WORK REQUEST:
Scan the material below for every line with the string "detail", and copy those lines.

EXTRACTED MATERIAL:
>>>
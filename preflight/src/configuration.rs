//! Run configuration checks: sample ids, lane assignments, index layout per
//! lane and the cycle plan.

use crate::lanes::{group_all_samples, LaneGroups};
use index_seq::IndexSeq;
use itertools::Itertools;
use run_types::{IndexRead, Sample, SequencingRun};
use serde::{Deserialize, Serialize};
use std::collections::BTreeMap;
use std::fmt;
use strum::IntoEnumIterator;
use strum_macros::{AsRefStr, Display};

/// How many sample names a message lists before summarizing the rest.
const LISTED_NAMES: usize = 5;

#[derive(Debug, Clone, Copy, PartialEq, Eq, Serialize, Deserialize, Display)]
#[serde(rename_all = "lowercase")]
#[strum(serialize_all = "lowercase")]
pub enum Severity {
    Error,
    Warning,
}

#[derive(Debug, Clone, Copy, PartialEq, Eq, Serialize, Deserialize, Display, AsRefStr)]
#[serde(rename_all = "snake_case")]
#[strum(serialize_all = "snake_case")]
pub enum IssueCategory {
    InvalidSampleId,
    LaneOutOfRange,
    NoLaneAssignment,
    IndexLengthMismatch,
    MixedIndexing,
    IndexExceedsCycles,
    DuplicateIndexPair,
    MismatchThresholdRisk,
    CycleConfiguration,
}

impl IssueCategory {
    pub fn severity(self) -> Severity {
        match self {
            IssueCategory::NoLaneAssignment | IssueCategory::MismatchThresholdRisk => {
                Severity::Warning
            }
            _ => Severity::Error,
        }
    }
}

#[derive(Debug, Clone, PartialEq, Eq, Serialize, Deserialize)]
pub struct ConfigurationIssue {
    pub severity: Severity,
    pub category: IssueCategory,
    pub message: String,
    #[serde(default)]
    pub sample_names: Vec<String>,
    #[serde(default, skip_serializing_if = "Option::is_none")]
    pub lane: Option<usize>,
}

impl ConfigurationIssue {
    fn new(category: IssueCategory, message: String) -> Self {
        ConfigurationIssue {
            severity: category.severity(),
            category,
            message,
            sample_names: Vec::new(),
            lane: None,
        }
    }

    fn with_samples(mut self, sample_names: Vec<String>) -> Self {
        self.sample_names = sample_names;
        self
    }

    fn in_lane(mut self, lane: usize) -> Self {
        self.lane = Some(lane);
        self
    }

    pub fn is_error(&self) -> bool {
        self.severity == Severity::Error
    }
}

impl fmt::Display for ConfigurationIssue {
    fn fmt(&self, f: &mut fmt::Formatter<'_>) -> fmt::Result {
        f.write_str(&self.message)
    }
}

/// `a, b, c, d, e and 3 more`
fn list_names(names: &[String]) -> String {
    let listed = names.iter().take(LISTED_NAMES).join(", ");
    if names.len() > LISTED_NAMES {
        format!("{listed} and {} more", names.len() - LISTED_NAMES)
    } else {
        listed
    }
}

fn is_valid_id_char(c: char) -> bool {
    c.is_ascii_alphanumeric() || c == '_' || c == '-'
}

fn check_sample_ids(samples: &[Sample]) -> Vec<ConfigurationIssue> {
    samples
        .iter()
        .filter(|s| !s.sample_id.is_empty())
        .filter_map(|s| {
            let invalid: Vec<char> = s
                .sample_id
                .chars()
                .filter(|&c| !is_valid_id_char(c))
                .sorted()
                .dedup()
                .collect();
            if invalid.is_empty() {
                return None;
            }
            let message = format!(
                "Sample ID '{}' contains invalid characters: {}. \
                 Only alphanumeric characters, hyphens, and underscores are allowed.",
                s.sample_id,
                invalid.iter().map(|c| format!("{c:?}")).join(", "),
            );
            Some(
                ConfigurationIssue::new(IssueCategory::InvalidSampleId, message)
                    .with_samples(vec![s.sample_id.clone()]),
            )
        })
        .collect()
}

fn check_lane_range(samples: &[Sample], lane_count: usize) -> Vec<ConfigurationIssue> {
    let mut issues = Vec::new();
    for sample in samples {
        let name = sample.display_name();
        for &lane in sample.lanes.iter().filter(|&&l| l < 1 || l > lane_count) {
            let message = format!(
                "Sample '{name}' is assigned to lane {lane}, \
                 but the selected flowcell only has lanes 1-{lane_count}."
            );
            issues.push(
                ConfigurationIssue::new(IssueCategory::LaneOutOfRange, message)
                    .with_samples(vec![name.to_string()])
                    .in_lane(lane),
            );
        }
    }
    issues
}

/// Warn only when explicit and implicit lane assignments are mixed.
fn check_unassigned_lanes(samples: &[Sample]) -> Option<ConfigurationIssue> {
    if samples.iter().all(|s| s.lanes.is_empty()) {
        return None;
    }
    let unassigned: Vec<String> = samples
        .iter()
        .filter(|s| s.lanes.is_empty())
        .map(|s| s.display_name().to_string())
        .collect();
    if unassigned.is_empty() {
        return None;
    }
    let message = format!(
        "{} sample(s) have no lane assignment and will be placed in all lanes: {}",
        unassigned.len(),
        list_names(&unassigned)
    );
    Some(ConfigurationIssue::new(IssueCategory::NoLaneAssignment, message).with_samples(unassigned))
}

fn check_index_lengths(groups: &LaneGroups<'_>) -> Vec<ConfigurationIssue> {
    let mut issues = Vec::new();
    for (&lane, samples) in groups {
        let indexed = samples.iter().filter(|s| s.has_index()).collect_vec();
        if indexed.len() < 2 {
            continue;
        }
        for read in IndexRead::iter() {
            let mut lengths = BTreeMap::<usize, usize>::new();
            for seq in indexed.iter().filter_map(|s| s.index_seq(read)) {
                *lengths.entry(seq.len()).or_default() += 1;
            }
            if lengths.len() < 2 {
                continue;
            }
            let detail = lengths
                .iter()
                .map(|(len, n)| format!("{len}bp ({n} samples)"))
                .join(", ");
            let message = format!(
                "Lane {lane}: {read} index lengths are inconsistent - {detail}. \
                 All samples in a lane must have the same index length."
            );
            issues.push(
                ConfigurationIssue::new(IssueCategory::IndexLengthMismatch, message).in_lane(lane),
            );
        }
    }
    issues
}

fn check_mixed_indexing(groups: &LaneGroups<'_>) -> Vec<ConfigurationIssue> {
    let mut issues = Vec::new();
    for (&lane, samples) in groups {
        let indexed = samples.iter().filter(|s| s.has_index()).collect_vec();
        if indexed.len() < 2 {
            continue;
        }
        let dual = indexed.iter().filter(|s| s.i5().is_some()).count();
        let single = indexed.len() - dual;
        if dual == 0 || single == 0 {
            continue;
        }
        let message = format!(
            "Lane {lane}: mixed single-indexed ({single} samples) and dual-indexed ({dual} samples). \
             All samples in a lane must use the same indexing mode."
        );
        issues.push(ConfigurationIssue::new(IssueCategory::MixedIndexing, message).in_lane(lane));
    }
    issues
}

/// Assigned sequences longer than the planned index reads.
fn check_index_cycles(run: &SequencingRun) -> Vec<ConfigurationIssue> {
    let Some(cycles) = run.run_cycles else {
        return Vec::new();
    };
    let mut issues = Vec::new();
    for sample in &run.samples {
        let name = sample.display_name();
        for (read, read_cycles, label) in [
            (IndexRead::I7, cycles.index1, "index1"),
            (IndexRead::I5, cycles.index2, "index2"),
        ] {
            let Some(seq) = sample.index_seq(read).filter(|s| s.len() > read_cycles) else {
                continue;
            };
            let message = format!(
                "Sample '{name}': {read} index length ({}bp) exceeds run {label} cycles \
                 ({read_cycles}). Index cycles must be >= index length.",
                seq.len()
            );
            issues.push(
                ConfigurationIssue::new(IssueCategory::IndexExceedsCycles, message)
                    .with_samples(vec![name.to_string()]),
            );
        }
    }
    issues
}

fn check_duplicate_pairs(groups: &LaneGroups<'_>) -> Vec<ConfigurationIssue> {
    let mut issues = Vec::new();
    for (&lane, samples) in groups {
        let keyed = samples
            .iter()
            .filter_map(|s| {
                let i7 = s.i7()?.as_str();
                let i5 = s.i5().map_or("", IndexSeq::as_str);
                Some(((i7, i5), s.display_name()))
            })
            .collect_vec();

        for key in keyed.iter().map(|(key, _)| *key).unique() {
            let names = keyed
                .iter()
                .filter(|(k, _)| *k == key)
                .map(|(_, name)| name.to_string())
                .collect_vec();
            if names.len() < 2 {
                continue;
            }
            let (i7, i5) = key;
            let indexes = if i5.is_empty() {
                format!("i7={i7}")
            } else {
                format!("i7={i7}, i5={i5}")
            };
            let message = format!(
                "Lane {lane}: {} samples share identical indexes ({indexes}): {}. \
                 Demultiplexing cannot distinguish these samples.",
                names.len(),
                list_names(&names)
            );
            issues.push(
                ConfigurationIssue::new(IssueCategory::DuplicateIndexPair, message)
                    .with_samples(names)
                    .in_lane(lane),
            );
        }
    }
    issues
}

/// Two reads each carrying the allowed number of mismatches can meet halfway
/// once the closest pair in a lane is within twice the allowance.
fn check_mismatch_threshold(
    run: &SequencingRun,
    groups: &LaneGroups<'_>,
) -> Vec<ConfigurationIssue> {
    let mut issues = Vec::new();
    for (&lane, samples) in groups {
        let indexed = samples.iter().filter(|s| s.has_index()).collect_vec();
        let min_distance = indexed
            .iter()
            .tuple_combinations()
            .filter_map(|(s1, s2)| Some(s1.i7()?.distance(s2.i7()?)))
            .min();
        let max_mismatches = indexed
            .iter()
            .map(|s| run.mismatches_for(s, IndexRead::I7))
            .max();
        let (Some(distance), Some(mismatches)) = (min_distance, max_mismatches) else {
            continue;
        };
        if distance <= 2 * usize::from(mismatches) {
            let message = format!(
                "Lane {lane}: minimum i7 distance ({distance}) is at or below 2x the barcode \
                 mismatch threshold ({mismatches}). Consider reducing the mismatch threshold \
                 to avoid misassignment."
            );
            issues.push(
                ConfigurationIssue::new(IssueCategory::MismatchThresholdRisk, message)
                    .in_lane(lane),
            );
        }
    }
    issues
}

fn check_cycle_configuration(run: &SequencingRun) -> Vec<ConfigurationIssue> {
    match (run.run_cycles, run.reagent_kit_cycles) {
        (Some(cycles), Some(kit)) => cycles
            .validate(kit)
            .into_iter()
            .map(|e| ConfigurationIssue::new(IssueCategory::CycleConfiguration, e.to_string()))
            .collect(),
        _ => Vec::new(),
    }
}

/// Every configuration problem of a run laid out on a flowcell with
/// `lane_count` lanes. A run without samples has nothing to check.
pub fn check_configuration(run: &SequencingRun, lane_count: usize) -> Vec<ConfigurationIssue> {
    if run.samples.is_empty() {
        return Vec::new();
    }
    let groups = group_all_samples(&run.samples, lane_count);

    let mut issues = check_sample_ids(&run.samples);
    issues.extend(check_lane_range(&run.samples, lane_count));
    issues.extend(check_unassigned_lanes(&run.samples));
    issues.extend(check_index_lengths(&groups));
    issues.extend(check_mixed_indexing(&groups));
    issues.extend(check_index_cycles(run));
    issues.extend(check_duplicate_pairs(&groups));
    issues.extend(check_mismatch_threshold(run, &groups));
    issues.extend(check_cycle_configuration(run));
    issues
}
<<<
ANSWER TO THE PROBLEM:
            let detail = lengths
                "Lane {lane}: {read} index lengths are inconsistent - {detail}. \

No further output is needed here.